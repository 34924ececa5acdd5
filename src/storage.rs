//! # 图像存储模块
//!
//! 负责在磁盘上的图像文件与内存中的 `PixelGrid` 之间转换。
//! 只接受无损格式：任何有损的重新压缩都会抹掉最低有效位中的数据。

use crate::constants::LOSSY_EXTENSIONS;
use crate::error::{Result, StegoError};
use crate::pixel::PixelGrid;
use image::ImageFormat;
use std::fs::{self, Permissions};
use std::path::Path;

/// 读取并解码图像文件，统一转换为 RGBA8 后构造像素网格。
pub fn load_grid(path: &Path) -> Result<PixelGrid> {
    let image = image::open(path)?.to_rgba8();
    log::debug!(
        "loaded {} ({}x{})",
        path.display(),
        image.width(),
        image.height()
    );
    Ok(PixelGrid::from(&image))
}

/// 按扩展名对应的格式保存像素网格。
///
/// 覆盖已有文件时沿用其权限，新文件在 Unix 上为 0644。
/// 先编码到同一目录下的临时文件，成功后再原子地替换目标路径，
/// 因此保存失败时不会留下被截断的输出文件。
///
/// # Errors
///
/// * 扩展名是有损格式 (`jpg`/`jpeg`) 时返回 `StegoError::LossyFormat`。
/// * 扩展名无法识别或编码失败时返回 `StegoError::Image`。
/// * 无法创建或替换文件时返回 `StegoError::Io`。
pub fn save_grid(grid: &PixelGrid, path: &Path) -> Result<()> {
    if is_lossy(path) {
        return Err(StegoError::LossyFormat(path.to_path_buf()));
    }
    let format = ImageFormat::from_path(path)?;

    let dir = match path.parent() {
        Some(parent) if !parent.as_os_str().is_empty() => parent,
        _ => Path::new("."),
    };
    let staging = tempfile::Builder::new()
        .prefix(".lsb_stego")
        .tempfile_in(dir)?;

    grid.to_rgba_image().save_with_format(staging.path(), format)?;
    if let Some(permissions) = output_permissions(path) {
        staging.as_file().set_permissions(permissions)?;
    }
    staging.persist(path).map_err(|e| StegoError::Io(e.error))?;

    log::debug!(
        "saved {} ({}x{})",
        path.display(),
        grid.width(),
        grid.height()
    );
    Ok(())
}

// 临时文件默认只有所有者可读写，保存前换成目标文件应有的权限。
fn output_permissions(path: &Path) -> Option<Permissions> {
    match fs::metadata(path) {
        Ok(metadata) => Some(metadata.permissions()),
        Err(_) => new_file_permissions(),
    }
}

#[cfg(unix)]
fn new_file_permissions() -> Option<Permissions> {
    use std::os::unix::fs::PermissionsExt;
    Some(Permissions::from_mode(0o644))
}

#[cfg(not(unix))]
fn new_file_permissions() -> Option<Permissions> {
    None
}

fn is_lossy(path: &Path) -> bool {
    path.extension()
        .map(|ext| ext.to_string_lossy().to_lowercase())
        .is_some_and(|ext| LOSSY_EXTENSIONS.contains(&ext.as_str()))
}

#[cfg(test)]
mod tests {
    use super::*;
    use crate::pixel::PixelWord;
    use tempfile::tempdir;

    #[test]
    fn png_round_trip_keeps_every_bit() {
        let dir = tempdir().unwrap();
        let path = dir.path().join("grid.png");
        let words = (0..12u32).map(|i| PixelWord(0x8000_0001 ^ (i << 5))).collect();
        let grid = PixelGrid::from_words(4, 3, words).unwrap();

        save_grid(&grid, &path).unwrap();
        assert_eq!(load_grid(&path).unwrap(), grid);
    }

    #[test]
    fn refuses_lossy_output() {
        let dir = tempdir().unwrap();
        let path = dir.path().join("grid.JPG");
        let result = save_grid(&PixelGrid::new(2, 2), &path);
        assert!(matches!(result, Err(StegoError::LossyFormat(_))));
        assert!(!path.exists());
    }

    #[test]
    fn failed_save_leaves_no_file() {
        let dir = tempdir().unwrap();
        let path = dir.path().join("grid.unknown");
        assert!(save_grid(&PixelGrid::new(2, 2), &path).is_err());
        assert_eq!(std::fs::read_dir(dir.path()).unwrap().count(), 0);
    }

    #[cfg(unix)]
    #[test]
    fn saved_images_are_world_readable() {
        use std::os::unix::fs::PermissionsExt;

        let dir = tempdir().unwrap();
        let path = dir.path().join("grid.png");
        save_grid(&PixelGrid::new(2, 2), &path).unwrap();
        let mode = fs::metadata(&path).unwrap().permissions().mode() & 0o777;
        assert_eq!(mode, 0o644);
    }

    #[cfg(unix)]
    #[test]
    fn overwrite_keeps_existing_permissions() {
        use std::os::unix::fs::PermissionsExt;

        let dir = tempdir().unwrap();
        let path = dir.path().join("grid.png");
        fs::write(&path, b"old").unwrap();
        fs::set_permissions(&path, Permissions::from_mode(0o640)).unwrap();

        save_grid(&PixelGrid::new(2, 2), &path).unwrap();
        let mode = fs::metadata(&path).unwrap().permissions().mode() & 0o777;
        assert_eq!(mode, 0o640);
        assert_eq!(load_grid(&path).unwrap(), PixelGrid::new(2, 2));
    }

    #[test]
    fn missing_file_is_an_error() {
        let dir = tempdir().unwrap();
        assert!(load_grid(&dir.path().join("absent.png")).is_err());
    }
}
***
**Task goal**
Scan the records for the word "words". Copy each line where it turns up.

**Task answer**
        let words = (0..12u32).map(|i| PixelWord(0x8000_0001 ^ (i << 5))).collect();
        let grid = PixelGrid::from_words(4, 3, words).unwrap();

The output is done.